■ **What to produce**
Needed from the entries below: every line that holds the word "push".

■ **Data section**
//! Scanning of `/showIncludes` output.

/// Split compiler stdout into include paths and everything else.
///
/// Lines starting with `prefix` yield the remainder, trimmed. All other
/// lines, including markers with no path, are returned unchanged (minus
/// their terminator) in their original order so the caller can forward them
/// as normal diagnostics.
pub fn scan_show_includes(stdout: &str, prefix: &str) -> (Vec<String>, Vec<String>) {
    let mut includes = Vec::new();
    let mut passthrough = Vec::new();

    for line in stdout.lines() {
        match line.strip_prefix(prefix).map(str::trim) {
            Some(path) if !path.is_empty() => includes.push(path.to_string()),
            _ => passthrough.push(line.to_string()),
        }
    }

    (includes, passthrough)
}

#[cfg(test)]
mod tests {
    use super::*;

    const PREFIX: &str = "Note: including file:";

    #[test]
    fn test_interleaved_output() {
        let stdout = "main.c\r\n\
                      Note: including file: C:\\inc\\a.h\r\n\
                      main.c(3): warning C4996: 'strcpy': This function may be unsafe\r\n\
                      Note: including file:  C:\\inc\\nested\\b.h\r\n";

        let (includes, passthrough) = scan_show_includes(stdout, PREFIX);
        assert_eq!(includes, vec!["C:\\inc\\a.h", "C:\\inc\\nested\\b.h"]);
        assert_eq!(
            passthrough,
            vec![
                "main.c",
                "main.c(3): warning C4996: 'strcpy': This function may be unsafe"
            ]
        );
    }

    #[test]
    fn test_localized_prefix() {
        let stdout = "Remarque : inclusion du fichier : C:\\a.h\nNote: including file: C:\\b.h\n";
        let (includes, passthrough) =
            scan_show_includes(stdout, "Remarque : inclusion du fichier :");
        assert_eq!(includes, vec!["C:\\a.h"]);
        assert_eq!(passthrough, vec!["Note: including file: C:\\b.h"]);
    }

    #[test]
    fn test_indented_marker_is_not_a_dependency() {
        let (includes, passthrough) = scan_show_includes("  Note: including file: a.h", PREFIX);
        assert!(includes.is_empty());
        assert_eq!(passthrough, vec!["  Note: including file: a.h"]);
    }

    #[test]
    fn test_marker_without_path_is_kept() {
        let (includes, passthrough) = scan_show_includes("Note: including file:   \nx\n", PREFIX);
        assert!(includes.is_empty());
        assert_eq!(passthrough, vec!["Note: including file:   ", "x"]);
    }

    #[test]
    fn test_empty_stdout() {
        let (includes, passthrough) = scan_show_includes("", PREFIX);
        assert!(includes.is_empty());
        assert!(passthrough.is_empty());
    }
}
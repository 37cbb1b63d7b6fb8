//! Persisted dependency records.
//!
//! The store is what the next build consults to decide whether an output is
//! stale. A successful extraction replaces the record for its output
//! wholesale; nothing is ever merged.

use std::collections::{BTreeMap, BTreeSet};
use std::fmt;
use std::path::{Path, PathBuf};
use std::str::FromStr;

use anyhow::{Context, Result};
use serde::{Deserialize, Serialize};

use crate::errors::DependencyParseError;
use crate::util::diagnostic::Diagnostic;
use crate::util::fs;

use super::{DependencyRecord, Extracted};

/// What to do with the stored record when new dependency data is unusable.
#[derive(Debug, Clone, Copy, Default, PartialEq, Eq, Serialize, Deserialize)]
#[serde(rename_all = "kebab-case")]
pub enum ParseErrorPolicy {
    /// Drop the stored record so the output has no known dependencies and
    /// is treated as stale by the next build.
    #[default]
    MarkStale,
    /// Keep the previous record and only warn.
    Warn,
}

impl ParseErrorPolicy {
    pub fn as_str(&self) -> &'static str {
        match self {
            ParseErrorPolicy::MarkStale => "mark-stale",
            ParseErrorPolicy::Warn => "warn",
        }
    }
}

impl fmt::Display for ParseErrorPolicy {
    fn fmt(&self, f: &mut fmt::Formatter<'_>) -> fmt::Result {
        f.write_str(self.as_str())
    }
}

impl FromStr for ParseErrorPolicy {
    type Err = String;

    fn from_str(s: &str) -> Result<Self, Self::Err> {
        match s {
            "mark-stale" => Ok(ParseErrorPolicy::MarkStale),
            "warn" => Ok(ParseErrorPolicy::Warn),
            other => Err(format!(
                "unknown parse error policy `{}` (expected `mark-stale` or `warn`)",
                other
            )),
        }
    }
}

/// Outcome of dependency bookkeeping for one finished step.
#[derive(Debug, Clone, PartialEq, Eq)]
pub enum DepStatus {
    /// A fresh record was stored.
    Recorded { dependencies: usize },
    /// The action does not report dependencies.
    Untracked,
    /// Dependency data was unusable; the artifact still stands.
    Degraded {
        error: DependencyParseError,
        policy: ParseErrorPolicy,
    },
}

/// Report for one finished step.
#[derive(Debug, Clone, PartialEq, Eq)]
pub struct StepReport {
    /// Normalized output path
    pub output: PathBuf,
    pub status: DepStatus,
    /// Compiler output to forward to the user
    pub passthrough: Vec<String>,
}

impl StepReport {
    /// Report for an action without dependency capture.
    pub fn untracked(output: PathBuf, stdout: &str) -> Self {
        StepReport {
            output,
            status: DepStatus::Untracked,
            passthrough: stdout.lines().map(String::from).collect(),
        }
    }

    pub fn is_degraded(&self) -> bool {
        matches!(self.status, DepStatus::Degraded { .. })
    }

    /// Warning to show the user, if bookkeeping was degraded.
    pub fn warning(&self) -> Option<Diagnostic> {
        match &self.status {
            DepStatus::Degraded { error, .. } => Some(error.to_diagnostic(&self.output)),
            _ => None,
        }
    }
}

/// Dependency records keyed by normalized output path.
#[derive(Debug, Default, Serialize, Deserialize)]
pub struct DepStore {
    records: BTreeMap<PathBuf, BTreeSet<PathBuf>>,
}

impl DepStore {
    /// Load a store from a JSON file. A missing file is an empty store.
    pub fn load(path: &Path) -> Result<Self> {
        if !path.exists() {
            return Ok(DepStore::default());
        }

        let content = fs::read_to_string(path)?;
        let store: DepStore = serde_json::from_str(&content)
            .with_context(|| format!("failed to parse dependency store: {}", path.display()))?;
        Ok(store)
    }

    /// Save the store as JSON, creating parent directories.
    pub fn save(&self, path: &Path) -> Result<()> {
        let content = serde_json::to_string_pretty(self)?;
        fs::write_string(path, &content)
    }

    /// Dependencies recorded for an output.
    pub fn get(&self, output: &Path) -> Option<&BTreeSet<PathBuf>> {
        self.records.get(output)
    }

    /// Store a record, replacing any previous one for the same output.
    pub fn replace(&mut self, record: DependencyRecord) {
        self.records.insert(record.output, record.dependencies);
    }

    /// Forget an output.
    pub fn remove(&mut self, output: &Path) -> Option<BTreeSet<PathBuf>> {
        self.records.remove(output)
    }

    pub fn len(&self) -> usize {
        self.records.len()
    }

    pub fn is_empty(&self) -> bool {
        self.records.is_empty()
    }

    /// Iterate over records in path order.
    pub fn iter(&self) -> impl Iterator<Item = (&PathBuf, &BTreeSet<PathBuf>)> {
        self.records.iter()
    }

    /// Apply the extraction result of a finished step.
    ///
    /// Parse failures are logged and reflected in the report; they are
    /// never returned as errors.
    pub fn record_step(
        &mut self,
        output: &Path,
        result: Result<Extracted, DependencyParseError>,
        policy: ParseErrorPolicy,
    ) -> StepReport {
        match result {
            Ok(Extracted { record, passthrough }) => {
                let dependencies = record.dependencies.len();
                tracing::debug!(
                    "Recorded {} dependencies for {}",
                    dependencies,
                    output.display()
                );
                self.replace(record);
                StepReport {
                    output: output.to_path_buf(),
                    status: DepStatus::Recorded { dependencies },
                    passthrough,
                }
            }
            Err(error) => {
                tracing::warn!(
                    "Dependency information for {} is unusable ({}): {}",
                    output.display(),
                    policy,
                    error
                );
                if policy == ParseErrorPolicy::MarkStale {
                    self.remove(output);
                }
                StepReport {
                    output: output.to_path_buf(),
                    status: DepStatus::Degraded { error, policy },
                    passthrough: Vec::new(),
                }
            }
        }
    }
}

* * *

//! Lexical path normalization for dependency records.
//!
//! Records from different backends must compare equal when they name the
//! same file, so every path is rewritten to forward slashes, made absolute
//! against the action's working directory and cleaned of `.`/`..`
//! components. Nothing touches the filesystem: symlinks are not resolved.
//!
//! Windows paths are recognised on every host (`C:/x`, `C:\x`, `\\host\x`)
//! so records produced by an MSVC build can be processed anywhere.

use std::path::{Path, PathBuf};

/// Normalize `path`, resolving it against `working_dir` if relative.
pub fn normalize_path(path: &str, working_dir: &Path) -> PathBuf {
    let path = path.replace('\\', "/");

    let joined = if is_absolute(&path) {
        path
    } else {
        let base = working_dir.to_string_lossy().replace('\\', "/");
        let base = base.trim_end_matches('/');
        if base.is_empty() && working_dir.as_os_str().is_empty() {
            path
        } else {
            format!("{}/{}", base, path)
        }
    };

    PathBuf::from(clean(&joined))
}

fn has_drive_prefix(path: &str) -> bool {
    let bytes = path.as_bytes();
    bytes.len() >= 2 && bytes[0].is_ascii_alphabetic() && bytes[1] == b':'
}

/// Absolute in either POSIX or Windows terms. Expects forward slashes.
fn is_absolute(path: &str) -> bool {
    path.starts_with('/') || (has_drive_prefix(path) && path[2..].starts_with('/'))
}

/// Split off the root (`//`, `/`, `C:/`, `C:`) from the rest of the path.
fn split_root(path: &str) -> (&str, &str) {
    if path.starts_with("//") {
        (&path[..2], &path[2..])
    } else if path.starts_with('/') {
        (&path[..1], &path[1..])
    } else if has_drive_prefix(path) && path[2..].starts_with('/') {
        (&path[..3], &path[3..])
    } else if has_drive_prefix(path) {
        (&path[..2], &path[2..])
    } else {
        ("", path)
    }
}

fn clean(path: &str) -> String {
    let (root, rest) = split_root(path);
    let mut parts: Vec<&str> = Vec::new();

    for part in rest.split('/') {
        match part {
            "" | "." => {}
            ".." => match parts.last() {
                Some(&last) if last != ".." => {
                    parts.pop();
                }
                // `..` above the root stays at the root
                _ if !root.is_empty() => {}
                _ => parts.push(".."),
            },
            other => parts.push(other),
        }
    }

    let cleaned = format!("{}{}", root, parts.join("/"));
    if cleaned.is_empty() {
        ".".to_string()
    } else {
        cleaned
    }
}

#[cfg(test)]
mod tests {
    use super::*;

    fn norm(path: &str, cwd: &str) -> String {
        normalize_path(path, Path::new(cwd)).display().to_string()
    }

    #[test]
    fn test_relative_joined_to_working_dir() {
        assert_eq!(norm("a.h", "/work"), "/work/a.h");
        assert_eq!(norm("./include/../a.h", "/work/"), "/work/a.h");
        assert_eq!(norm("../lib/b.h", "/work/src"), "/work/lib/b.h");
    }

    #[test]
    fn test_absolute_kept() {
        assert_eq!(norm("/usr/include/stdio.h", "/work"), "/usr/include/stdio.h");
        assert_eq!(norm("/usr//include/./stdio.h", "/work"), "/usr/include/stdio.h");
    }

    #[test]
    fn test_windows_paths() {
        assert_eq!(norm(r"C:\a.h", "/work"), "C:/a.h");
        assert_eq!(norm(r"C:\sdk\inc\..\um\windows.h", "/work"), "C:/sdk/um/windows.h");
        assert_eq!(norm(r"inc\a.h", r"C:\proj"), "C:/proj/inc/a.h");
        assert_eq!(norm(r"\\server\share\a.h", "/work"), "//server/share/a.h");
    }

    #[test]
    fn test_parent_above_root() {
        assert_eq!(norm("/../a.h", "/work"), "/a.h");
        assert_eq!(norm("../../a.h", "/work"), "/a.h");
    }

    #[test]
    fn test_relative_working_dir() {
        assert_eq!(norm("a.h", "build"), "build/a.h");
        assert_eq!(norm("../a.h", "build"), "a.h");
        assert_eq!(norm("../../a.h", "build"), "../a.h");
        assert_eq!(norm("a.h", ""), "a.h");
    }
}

■ **The answer**
            Some(path) if !path.is_empty() => includes.push(path.to_string()),
            _ => passthrough.push(line.to_string()),
                _ => parts.push(".."),
            other => parts.push(other),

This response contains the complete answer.